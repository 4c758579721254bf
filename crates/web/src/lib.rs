//! The web-facing half of skiff: routing, middleware and an ergonomic
//! server facade over [`skiff_http`].
//!
//! # Overview
//!
//! - [`router`]: an immutable path/method route table built once at startup,
//!   with route groups and resourceful CRUD sugar
//! - [`middleware`]: responder-to-responder transformations folded into a
//!   single chain at build time, plus the built-in keep-alive and
//!   default-header layers
//! - [`server::HttpServer`]: wires a router and middlewares into the core
//!   connection server
//! - [`json`]: `application/json` body sugar over serde
//!
//! # Example
//!
//! ```no_run
//! use http::StatusCode;
//! use skiff_http::protocol::{Body, Response};
//! use skiff_http::responder::make_responder;
//! use skiff_web::router::Router;
//! use skiff_web::server::HttpServer;
//!
//! #[tokio::main]
//! async fn main() {
//!     let router = Router::builder()
//!         .get("/hello", make_responder(|_| async {
//!             Ok(Response::with_body(StatusCode::OK, Body::text("hello\r\n")))
//!         }))
//!         .build()
//!         .expect("no duplicate routes");
//!
//!     let handle = HttpServer::builder()
//!         .router(router)
//!         .port(8080)
//!         .build()
//!         .expect("a router was set")
//!         .start()
//!         .expect("bind failed");
//!
//!     tokio::signal::ctrl_c().await.ok();
//!     handle.stop();
//! }
//! ```

pub mod date;
pub mod json;
pub mod middleware;
pub mod router;
pub mod server;

pub use json::{Json, JsonBodyError};
pub use middleware::{DefaultHeaders, KeepAlive, Middleware};
pub use router::{ResourceResponder, Router, RouterBuildError, RouterBuilder};
pub use server::HttpServer;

####

Your task.
All that is wanted is the run of lines from the start of the data through the line containing "resourceful CRUD sugar", copied word for word.

Answer to this task.
repository 4c758579721254bf
filename crates/web/src/lib.rs
//! The web-facing half of skiff: routing, middleware and an ergonomic
//! server facade over [`skiff_http`].
//!
//! # Overview
//!
//! - [`router`]: an immutable path/method route table built once at startup,
//!   with route groups and resourceful CRUD sugar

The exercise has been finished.